┌──

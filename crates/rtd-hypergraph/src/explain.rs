//! Explanation paths from a target cell to the boundary frontier

use crate::builder::ConstraintPartition;
use crate::error::{GraphError, GraphResult};
use rtd_core::{Cell, DepthMode, EnumerationConfig};
use serde::Serialize;
use std::collections::{BTreeSet, HashMap, HashSet};

/// Search limits for [`ExplanationEnumerator::enumerate`].
///
/// With [`DepthMode::Enforced`] no state deeper than `max_depth` is expanded.
/// [`DepthMode::Unbounded`] accepts `max_depth` but ignores it and searches
/// until every branch dead-ends or reaches a boundary cell. Callers that
/// expect the bound to hold must not select it.
#[derive(Debug, Clone, Copy, PartialEq, Eq)]
pub struct EnumerationOptions {
    pub max_depth: usize,
    pub depth_mode: DepthMode,
}

impl EnumerationOptions {
    pub fn bounded(max_depth: usize) -> Self {
        Self {
            max_depth,
            depth_mode: DepthMode::Enforced,
        }
    }

    pub fn unbounded(max_depth: usize) -> Self {
        Self {
            max_depth,
            depth_mode: DepthMode::Unbounded,
        }
    }
}

impl Default for EnumerationOptions {
    fn default() -> Self {
        EnumerationConfig::default().into()
    }
}

impl From<EnumerationConfig> for EnumerationOptions {
    fn from(config: EnumerationConfig) -> Self {
        Self {
            max_depth: config.max_depth,
            depth_mode: config.depth_mode,
        }
    }
}

/// Cells collected along one search branch
#[derive(Debug, Clone, PartialEq, Eq, Serialize)]
pub struct ExplanationPath {
    cells: BTreeSet<Cell>,
    /// Boundary cell that ended the branch
    boundary: Cell,
    depth: usize,
}

impl ExplanationPath {
    pub fn cells(&self) -> &BTreeSet<Cell> {
        &self.cells
    }

    pub fn boundary(&self) -> &Cell {
        &self.boundary
    }

    /// Number of internal-edge hops from the target
    pub fn depth(&self) -> usize {
        self.depth
    }

    pub fn len(&self) -> usize {
        self.cells.len()
    }

    pub fn is_empty(&self) -> bool {
        self.cells.is_empty()
    }
}

/// Breadth-first search over the internal edges of a [`ConstraintPartition`].
///
/// Two cells are adjacent when they occur in the same internal edge. The
/// enumerator only borrows the partition and can be shared across threads.
#[derive(Debug)]
pub struct ExplanationEnumerator<'a> {
    partition: &'a ConstraintPartition,
    edges_by_cell: HashMap<&'a Cell, Vec<usize>>,
}

impl<'a> ExplanationEnumerator<'a> {
    pub fn new(partition: &'a ConstraintPartition) -> Self {
        let mut edges_by_cell: HashMap<&'a Cell, Vec<usize>> = HashMap::new();
        for (idx, edge) in partition.internal_edges().iter().enumerate() {
            for cell in edge {
                edges_by_cell.entry(cell).or_default().push(idx);
            }
        }
        Self {
            partition,
            edges_by_cell,
        }
    }

    /// Neighbours of `cell` in internal-edge order, then member order
    fn neighbours(&self, cell: &Cell) -> impl Iterator<Item = &'a Cell> + '_ {
        let edges = self.partition.internal_edges();
        let target = cell.clone();
        self.edges_by_cell
            .get(cell)
            .into_iter()
            .flatten()
            .flat_map(move |&idx| edges[idx].iter())
            .filter(move |next| **next != target)
    }

    /// Enumerate explanation paths connecting `target` to the boundary cells.
    ///
    /// The search runs level by level. Within one level each cell is claimed
    /// by the first branch that reaches it, so a cell may be revisited through
    /// a branch of different length. A branch stops as soon as it reaches a
    /// boundary cell and its accumulated cells are emitted; a target that is
    /// itself a boundary cell yields exactly `{target}`. Branches with
    /// identical cell sets are reported once, in BFS order.
    ///
    /// Each level is determined by the previous one alone, so unbounded mode
    /// stops at the first level that repeats an earlier one: from there on the
    /// search would only cycle through levels it has already seen.
    pub fn enumerate(
        &self,
        target: &Cell,
        options: &EnumerationOptions,
    ) -> GraphResult<Vec<ExplanationPath>> {
        if !self.partition.contains(target) {
            return Err(GraphError::CellNotFound {
                cell: target.to_string(),
            });
        }

        let limit = match options.depth_mode {
            DepthMode::Enforced => Some(options.max_depth),
            DepthMode::Unbounded => {
                log::warn!(
                    "Explanation search for '{}' ignores max_depth {}",
                    target,
                    options.max_depth
                );
                None
            }
        };

        let mut explanations: Vec<ExplanationPath> = Vec::new();
        let mut emitted: HashSet<BTreeSet<Cell>> = HashSet::new();
        let mut seen_levels: HashSet<Vec<(&Cell, BTreeSet<Cell>)>> = HashSet::new();
        let mut level: Vec<(&Cell, BTreeSet<Cell>)> =
            vec![(target, BTreeSet::from([target.clone()]))];
        let mut depth = 0;
        let mut states = 0;

        while !level.is_empty() {
            if limit.is_none() && !seen_levels.insert(level.clone()) {
                log::debug!("Level {} repeats an earlier level; stopping", depth);
                break;
            }
            states += level.len();

            let mut claimed: HashSet<&Cell> = HashSet::new();
            let mut next_level: Vec<(&Cell, BTreeSet<Cell>)> = Vec::new();

            for (current, path) in level {
                if self.partition.is_boundary(current) {
                    log::trace!("Reached boundary cell '{}' at depth {}", current, depth);
                    if emitted.insert(path.clone()) {
                        explanations.push(ExplanationPath {
                            cells: path,
                            boundary: current.clone(),
                            depth,
                        });
                    }
                    continue;
                }

                if limit.is_some_and(|max| depth >= max) {
                    continue;
                }

                for next in self.neighbours(current) {
                    if claimed.insert(next) {
                        let mut extended = path.clone();
                        extended.insert(next.clone());
                        next_level.push((next, extended));
                    }
                }
            }

            level = next_level;
            depth += 1;
        }

        log::debug!(
            "Found {} explanation path(s) for '{}' ({} states visited)",
            explanations.len(),
            target,
            states
        );
        Ok(explanations)
    }
}

#[cfg(test)]
#[path = "explain_test.rs"]
mod tests;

└──

Within the records above, count the lines that hold the word "ExplanationEnumerator" and give only that number.

_Response area_
3